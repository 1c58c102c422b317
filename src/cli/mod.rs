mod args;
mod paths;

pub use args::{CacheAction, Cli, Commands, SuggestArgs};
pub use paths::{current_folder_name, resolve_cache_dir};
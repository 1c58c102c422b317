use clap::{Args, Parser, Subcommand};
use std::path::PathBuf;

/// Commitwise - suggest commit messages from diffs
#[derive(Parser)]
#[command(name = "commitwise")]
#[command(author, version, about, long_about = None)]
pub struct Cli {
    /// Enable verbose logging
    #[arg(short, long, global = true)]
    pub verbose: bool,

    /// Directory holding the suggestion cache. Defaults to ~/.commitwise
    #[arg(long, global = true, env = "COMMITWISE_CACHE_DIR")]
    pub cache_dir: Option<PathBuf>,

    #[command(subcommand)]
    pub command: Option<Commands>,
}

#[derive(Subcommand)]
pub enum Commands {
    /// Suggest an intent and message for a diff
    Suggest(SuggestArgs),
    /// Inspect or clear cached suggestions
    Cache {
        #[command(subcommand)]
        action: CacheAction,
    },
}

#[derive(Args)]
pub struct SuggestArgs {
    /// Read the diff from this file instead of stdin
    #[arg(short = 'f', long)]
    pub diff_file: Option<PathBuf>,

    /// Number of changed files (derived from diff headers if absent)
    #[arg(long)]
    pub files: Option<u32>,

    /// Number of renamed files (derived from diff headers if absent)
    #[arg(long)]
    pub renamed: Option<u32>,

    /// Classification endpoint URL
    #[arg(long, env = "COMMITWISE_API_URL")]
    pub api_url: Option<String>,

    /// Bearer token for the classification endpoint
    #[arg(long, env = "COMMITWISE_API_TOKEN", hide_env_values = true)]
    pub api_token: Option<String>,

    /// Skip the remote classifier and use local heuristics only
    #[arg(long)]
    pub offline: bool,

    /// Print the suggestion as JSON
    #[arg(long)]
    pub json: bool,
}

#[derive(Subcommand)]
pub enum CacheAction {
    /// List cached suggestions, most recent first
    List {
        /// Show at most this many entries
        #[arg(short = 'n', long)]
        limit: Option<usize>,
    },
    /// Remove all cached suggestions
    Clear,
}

☆ ☆ ☆ ☆ ☆ ☆ ☆

TASK INSTRUCTIONS | An exact copy of every entry above is required.

SOLUTION FOR THIS PROBLEM |
repository 1c58c102c422b317
filename src/cli/mod.rs
mod args;
mod paths;

pub use args::{CacheAction, Cli, Commands, SuggestArgs};
pub use paths::{current_folder_name, resolve_cache_dir};
repository 1c58c102c422b317
use clap::{Args, Parser, Subcommand};
use std::path::PathBuf;

/// Commitwise - suggest commit messages from diffs
#[derive(Parser)]
#[command(name = "commitwise")]
#[command(author, version, about, long_about = None)]
pub struct Cli {
    /// Enable verbose logging
    #[arg(short, long, global = true)]
    pub verbose: bool,

    /// Directory holding the suggestion cache. Defaults to ~/.commitwise
    #[arg(long, global = true, env = "COMMITWISE_CACHE_DIR")]
    pub cache_dir: Option<PathBuf>,

    #[command(subcommand)]
    pub command: Option<Commands>,
}

#[derive(Subcommand)]
pub enum Commands {
    /// Suggest an intent and message for a diff
    Suggest(SuggestArgs),
    /// Inspect or clear cached suggestions
    Cache {
        #[command(subcommand)]
        action: CacheAction,
    },
}

#[derive(Args)]
pub struct SuggestArgs {
    /// Read the diff from this file instead of stdin
    #[arg(short = 'f', long)]
    pub diff_file: Option<PathBuf>,

    /// Number of changed files (derived from diff headers if absent)
    #[arg(long)]
    pub files: Option<u32>,

    /// Number of renamed files (derived from diff headers if absent)
    #[arg(long)]
    pub renamed: Option<u32>,

    /// Classification endpoint URL
    #[arg(long, env = "COMMITWISE_API_URL")]
    pub api_url: Option<String>,

    /// Bearer token for the classification endpoint
    #[arg(long, env = "COMMITWISE_API_TOKEN", hide_env_values = true)]
    pub api_token: Option<String>,

    /// Skip the remote classifier and use local heuristics only
    #[arg(long)]
    pub offline: bool,

    /// Print the suggestion as JSON
    #[arg(long)]
    pub json: bool,
}

#[derive(Subcommand)]
pub enum CacheAction {
    /// List cached suggestions, most recent first
    List {
        /// Show at most this many entries
        #[arg(short = 'n', long)]
        limit: Option<usize>,
    },
    /// Remove all cached suggestions
    Clear,
}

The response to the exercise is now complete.